The ruling means that, in future, any companies seeking to use newspaper material in a similar way will first need to get permission from the editor in question. More precisely, in the case of Documentación de Medios, the company was found to have been in breach of intellectual property rights and guilty of having used content, despite the opposition clearly expressed by the various newspapers.
The sentence also stated that existing agreements between press-clipping agencies and news associations were not in themselves sufficient to grant agencies the right to carry out news summaries or media cuttings without prior consent from the editor.
The editors association of Spanish newspapers, AEDE, said "legal boundaries within the sector have now been clarified and editors - not journalist associations - have been confirmed as the rightful owners of printed content."

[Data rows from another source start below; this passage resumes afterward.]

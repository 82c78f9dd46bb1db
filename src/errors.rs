//! Error types with rich diagnostics using miette.
//!
//! These guard the crate's boundaries only: decoding a provider payload and
//! validating a chart configuration. Nothing in the render path itself
//! errors - a degraded chart is always drawn instead (missing or malformed
//! elements are skipped).

use miette::{Diagnostic, NamedSource, SourceSpan};
use thiserror::Error;

// ============================================================================
// Payload Errors
// ============================================================================

/// Errors decoding a provider payload document.
#[derive(Error, Diagnostic, Debug)]
pub enum PayloadError {
    #[error("malformed chart payload: {message}")]
    #[diagnostic(
        code(radix::payload::malformed),
        help("the payload must be a JSON document matching the ephemeris provider contract")
    )]
    Malformed {
        message: String,
        #[source_code]
        src: NamedSource<String>,
        #[label("invalid here")]
        span: SourceSpan,
    },
}

impl PayloadError {
    /// Build a `Malformed` error from a serde_json failure, converting its
    /// 1-based line/column into a byte offset for the span label.
    pub(crate) fn from_json_error(name: &str, source: &str, err: &serde_json::Error) -> Self {
        let offset = byte_offset(source, err.line(), err.column());
        PayloadError::Malformed {
            message: err.to_string(),
            src: NamedSource::new(name, source.to_string()),
            span: SourceSpan::from(offset),
        }
    }
}

/// Byte offset of a 1-based (line, column) position, clamped to the source.
fn byte_offset(source: &str, line: usize, column: usize) -> usize {
    let mut offset = 0;
    for (idx, l) in source.split('\n').enumerate() {
        if idx + 1 == line {
            return (offset + column.saturating_sub(1)).min(source.len());
        }
        offset += l.len() + 1;
    }
    source.len()
}

// ============================================================================
// Configuration Errors
// ============================================================================

/// Errors validating a [`ChartConfig`](crate::config::ChartConfig).
#[derive(Error, Diagnostic, Debug)]
pub enum ConfigError {
    #[error("radius `{name}` is not a positive finite value: {value}")]
    #[diagnostic(code(radix::config::invalid_radius))]
    InvalidRadius { name: &'static str, value: f64 },

    #[error("radii out of order: inner {inner} must be smaller than outer {outer}")]
    #[diagnostic(code(radix::config::radii_out_of_order))]
    RadiiOutOfOrder { inner: f64, outer: f64 },

    #[error("drawing surface size is not a positive finite value: {size}")]
    #[diagnostic(code(radix::config::invalid_size))]
    InvalidSize { size: f64 },

    #[error("unsupported track count: {tracks}")]
    #[diagnostic(
        code(radix::config::unsupported_tracks),
        help("the collision resolver staggers bodies across 3 or 4 concentric tracks")
    )]
    UnsupportedTracks { tracks: u8 },

    #[error("collision threshold is not a positive finite value: {threshold}")]
    #[diagnostic(code(radix::config::invalid_threshold))]
    InvalidThreshold { threshold: f64 },
}
//! Error types for the server

use axum::http::StatusCode;
use axum::response::{IntoResponse, Response};
use shopping_list_core::{ItemError, StoreError};
use thiserror::Error;

/// Startup and configuration errors
#[derive(Error, Debug)]
pub enum ServerError {
    #[error("Invalid configuration: {0}")]
    InvalidConfig(String),

    #[error("IO error: {0}")]
    Io(#[from] std::io::Error),

    #[error("Serialization error: {0}")]
    Serialization(String),

    #[error("Internal error: {0}")]
    Internal(String),
}

impl From<serde_json::Error> for ServerError {
    fn from(e: serde_json::Error) -> Self {
        ServerError::Serialization(e.to_string())
    }
}

/// Result type for server operations
pub type Result<T> = std::result::Result<T, ServerError>;

/// Per-request failure, rendered as a plain text response.
///
/// The `Display` text of each variant is exactly the body sent to the client,
/// except for store failures which are logged and reported generically.
#[derive(Error, Debug)]
pub enum ApiError {
    #[error("Invalid JSON format")]
    InvalidJson,

    #[error("Item name is required")]
    MissingName,

    #[error("Invalid item. Name must be non-empty and quantity must be greater than 0.")]
    InvalidItem(#[from] ItemError),

    #[error("Item not found")]
    ItemNotFound(String),

    #[error("Not Found")]
    UnknownRoute,

    #[error("Method Not Allowed")]
    MethodNotAllowed,

    #[error("Internal Server Error")]
    Store(StoreError),

    #[error("Internal Server Error")]
    Internal(String),
}

impl ApiError {
    pub fn status(&self) -> StatusCode {
        match self {
            ApiError::InvalidJson | ApiError::MissingName | ApiError::InvalidItem(_) => {
                StatusCode::BAD_REQUEST
            }
            ApiError::ItemNotFound(_) | ApiError::UnknownRoute => StatusCode::NOT_FOUND,
            ApiError::MethodNotAllowed => StatusCode::METHOD_NOT_ALLOWED,
            ApiError::Store(_) | ApiError::Internal(_) => StatusCode::INTERNAL_SERVER_ERROR,
        }
    }
}

impl From<StoreError> for ApiError {
    fn from(e: StoreError) -> Self {
        match e {
            StoreError::NotFound(name) => ApiError::ItemNotFound(name),
            StoreError::InvalidItem(reason) => ApiError::InvalidItem(reason),
            other => ApiError::Store(other),
        }
    }
}

impl IntoResponse for ApiError {
    fn into_response(self) -> Response {
        let status = self.status();
        match &self {
            ApiError::Store(e) => tracing::error!("Store failure: {}", e),
            ApiError::Internal(e) => tracing::error!("Internal failure: {}", e),
            ApiError::InvalidItem(reason) => tracing::debug!("Rejected item: {}", reason),
            ApiError::ItemNotFound(name) => tracing::debug!("No item named {:?}", name),
            other => tracing::debug!("Rejected request: {}", other),
        }
        (status, self.to_string()).into_response()
    }
}

#[cfg(test)]
mod tests {
    use super::*;
    use std::path::PathBuf;

    #[test]
    fn test_store_errors_map_to_statuses() {
        let not_found: ApiError = StoreError::NotFound("milk".into()).into();
        assert_eq!(not_found.status(), StatusCode::NOT_FOUND);

        let invalid: ApiError = StoreError::InvalidItem(ItemError::InvalidQuantity).into();
        assert_eq!(invalid.status(), StatusCode::BAD_REQUEST);

        let corrupt: ApiError = StoreError::Corrupt {
            path: PathBuf::from("list.json"),
            reason: "bad".into(),
        }
        .into();
        assert_eq!(corrupt.status(), StatusCode::INTERNAL_SERVER_ERROR);
        assert_eq!(corrupt.to_string(), "Internal Server Error");
    }

    #[test]
    fn test_client_messages() {
        assert_eq!(ApiError::InvalidJson.to_string(), "Invalid JSON format");
        assert_eq!(ApiError::MissingName.to_string(), "Item name is required");
        assert_eq!(ApiError::ItemNotFound("x".into()).to_string(), "Item not found");
        assert!(ApiError::InvalidItem(ItemError::InvalidName)
            .to_string()
            .starts_with("Invalid item."));
    }
}
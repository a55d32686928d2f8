//! Shopping List Server Binary
//!
//! Serves the shopping list over HTTP.
//!
//! # Usage
//! ```bash
//! shopping-list-server [--port 3000] [--host 127.0.0.1] [--store ./shopping-list.json] [--verbose]
//! ```
//!
//! Every flag can also come from the environment (or a `.env` file).

use clap::Parser;
use shopping_list_server::{Server, ServerConfig, ITEMS_PATH};
use std::path::PathBuf;
use tracing_subscriber::EnvFilter;

/// Shopping List Server - CRUD over a JSON-file backed list
#[derive(Parser)]
#[command(author, version, about, long_about = None)]
struct Args {
    /// Port to listen on (default: 3000)
    #[arg(short, long, env = "SHOPPING_LIST_PORT")]
    port: Option<u16>,

    /// Host to bind to (default: 127.0.0.1)
    #[arg(long, env = "SHOPPING_LIST_HOST")]
    host: Option<String>,

    /// JSON file holding the list (default: ./shopping-list.json)
    #[arg(short, long, env = "SHOPPING_LIST_STORE")]
    store: Option<PathBuf>,

    /// JSON configuration file; flags and env vars override its values
    #[arg(short, long, env = "SHOPPING_LIST_CONFIG")]
    config: Option<PathBuf>,

    /// Enable verbose debug logging
    #[arg(short, long)]
    verbose: bool,
}

#[tokio::main]
async fn main() -> anyhow::Result<()> {
    dotenvy::dotenv().ok();
    let args = Args::parse();

    // Initialize logging; RUST_LOG wins over --verbose
    let default_level = if args.verbose { "debug" } else { "info" };
    let filter =
        EnvFilter::try_from_default_env().unwrap_or_else(|_| EnvFilter::new(default_level));
    tracing_subscriber::fmt()
        .with_env_filter(filter)
        .with_target(args.verbose)
        .init();

    let mut config = match &args.config {
        Some(path) => ServerConfig::from_file(path)?,
        None => ServerConfig::default(),
    };
    if let Some(host) = args.host {
        config = config.with_host(host);
    }
    if let Some(port) = args.port {
        config = config.with_port(port);
    }
    if let Some(store) = args.store {
        config = config.with_store_path(store);
    }

    print_banner(&config);

    let server = Server::new(config);
    server.start().await?;

    Ok(())
}

fn print_banner(config: &ServerConfig) {
    println!();
    println!("Shopping List Server v{}", shopping_list_server::VERSION);
    println!("   └─ http://{}:{}{}", config.host, config.port, ITEMS_PATH);
    println!();
    println!("Endpoints");
    println!("   ├─ GET           {}           — List items", ITEMS_PATH);
    println!("   ├─ POST          {}           — Add an item", ITEMS_PATH);
    println!("   ├─ PUT | PATCH   {}           — Update a quantity", ITEMS_PATH);
    println!("   └─ DELETE        {}?name=<n>  — Remove items by name", ITEMS_PATH);
    println!();
    println!("Store: {}", config.store_path.display());
    println!("Press Ctrl+C to stop the server");
    println!();
}
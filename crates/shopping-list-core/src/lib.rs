//! Shopping List Core - item model and persistence
//!
//! This crate holds everything the HTTP layer needs besides HTTP: the
//! [`Item`] type with its validation rules, and the [`ItemStore`] trait with a
//! JSON file backend and an in-memory backend.
//!
//! # Example
//!
//! ```no_run
//! use shopping_list_core::{Item, ItemStore, JsonFileStore};
//!
//! # fn example() -> shopping_list_core::Result<()> {
//! let store = JsonFileStore::new("shopping-list.json");
//! store.append(Item::new("milk", 2))?;
//! store.update_quantity("milk", 5.into())?;
//! store.remove("milk")?;
//! # Ok(())
//! # }
//! ```

pub mod error;
pub mod item;
pub mod store;

pub use error::{ItemError, Result, StoreError};
pub use item::{Collection, Item};
pub use store::json_file::DEFAULT_STORE_PATH;
pub use store::{ItemStore, JsonFileStore, MemoryStore};
//! In-memory store, used in tests and when embedding the router

use parking_lot::{Mutex, RwLock};

use super::ItemStore;
use crate::error::Result;
use crate::item::{Collection, Item};

/// Shopping list kept in process memory
#[derive(Debug, Default)]
pub struct MemoryStore {
    items: RwLock<Collection>,
    write_lock: Mutex<()>,
}

impl MemoryStore {
    pub fn new() -> Self {
        Self::default()
    }

    /// Create a store that starts with `items`
    pub fn with_items(items: Collection) -> Self {
        Self {
            items: RwLock::new(items),
            write_lock: Mutex::new(()),
        }
    }
}

impl ItemStore for MemoryStore {
    fn load(&self) -> Result<Collection> {
        Ok(self.items.read().clone())
    }

    fn save(&self, items: &[Item]) -> Result<()> {
        *self.items.write() = items.to_vec();
        Ok(())
    }

    fn write_lock(&self) -> &Mutex<()> {
        &self.write_lock
    }
}
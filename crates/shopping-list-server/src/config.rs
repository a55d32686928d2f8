//! Server configuration

use serde::{Deserialize, Serialize};
use std::net::{SocketAddr, ToSocketAddrs};
use std::path::{Path, PathBuf};

use crate::{ServerError, DEFAULT_HOST, DEFAULT_PORT};
use shopping_list_core::DEFAULT_STORE_PATH;

/// Main server configuration
#[derive(Debug, Clone, PartialEq, Eq, Serialize, Deserialize)]
#[serde(default)]
pub struct ServerConfig {
    /// Server host
    pub host: String,

    /// Server port
    pub port: u16,

    /// Backing file for the shopping list
    pub store_path: PathBuf,
}

impl Default for ServerConfig {
    fn default() -> Self {
        Self {
            host: DEFAULT_HOST.to_string(),
            port: DEFAULT_PORT,
            store_path: PathBuf::from(DEFAULT_STORE_PATH),
        }
    }
}

impl ServerConfig {
    /// Create a new configuration with default values
    pub fn new() -> Self {
        Self::default()
    }

    /// Set the host
    pub fn with_host(mut self, host: impl Into<String>) -> Self {
        self.host = host.into();
        self
    }

    /// Set the port
    pub fn with_port(mut self, port: u16) -> Self {
        self.port = port;
        self
    }

    /// Set the store file
    pub fn with_store_path(mut self, path: impl Into<PathBuf>) -> Self {
        self.store_path = path.into();
        self
    }

    /// Resolve host and port to a socket address
    pub fn socket_addr(&self) -> crate::Result<SocketAddr> {
        (self.host.as_str(), self.port)
            .to_socket_addrs()
            .map_err(|e| {
                ServerError::InvalidConfig(format!("cannot resolve {}: {}", self.host, e))
            })?
            .next()
            .ok_or_else(|| {
                ServerError::InvalidConfig(format!("no address found for {}", self.host))
            })
    }

    /// Load configuration from a JSON file. Missing keys keep their defaults.
    pub fn from_file(path: impl AsRef<Path>) -> crate::Result<Self> {
        let content = std::fs::read_to_string(path)?;
        let config: Self = serde_json::from_str(&content)?;
        Ok(config)
    }

    /// Save configuration to a JSON file
    pub fn to_file(&self, path: impl AsRef<Path>) -> crate::Result<()> {
        let content = serde_json::to_string_pretty(self)?;
        std::fs::write(path, content)?;
        Ok(())
    }
}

The business of monitoring the media has proven to be a lucrative venture, both in Spain and abroad, but as the Documentación de Medios case demonstrates, not all media monitoring services operate with the necessary authorisation.
According to a report carried out by the AEDE in 2007, newspapers were losing an estimated 2.6% of circulation as a result of press-clipping companies. The same study also showed that around 36% of private and public businesses in Spain with a workforce of more than 200 people, received photocopies with a selection of cuttings published by the press.
Dating back to 1879, Spain's original copyright laws were influenced by the French system of the same period, where the likes of celebrated novelists such as Victor Hugo and Emile Zola, were behind a movement which sought to recognise and protect literary and artistic works. Today, the Berne Convention originally drawn up at the request of Hugo is still recognised as an internationally binding agreement governing copyright.
Earlier this month, the French courts saw through another type of intellectual property law, this time defining the rights of authors who publish work on the Internet. The anti-piracy bill was approved by a formidable majority of 189 compared to just 14 against. President Nicolas Sarkozy had made it know earlier in January, when he unveiled his newspaper bail-out plan, that he wanted to clamp down on Internet abuse. Responding to critics, French culture and communication minister Christine Albanel said at the time that "this draft law does not undermine any fundamental right," but will ensure the rights and works of authors are protected.
The ruling in Spain comes as Google has been criticised by many newspapers for revealing it plans to include advertising on its news pages. News aggregators, in general, are criticised by many within the media world for feeding off the work of others, although this is debated by the likes of Google who insist that - by driving traffic to news sites - they provide a fundamental service. It will be interesting to see how Spain's press and legal system aim to deal with these. In all likelihood, the press will strike while the iron is still hot.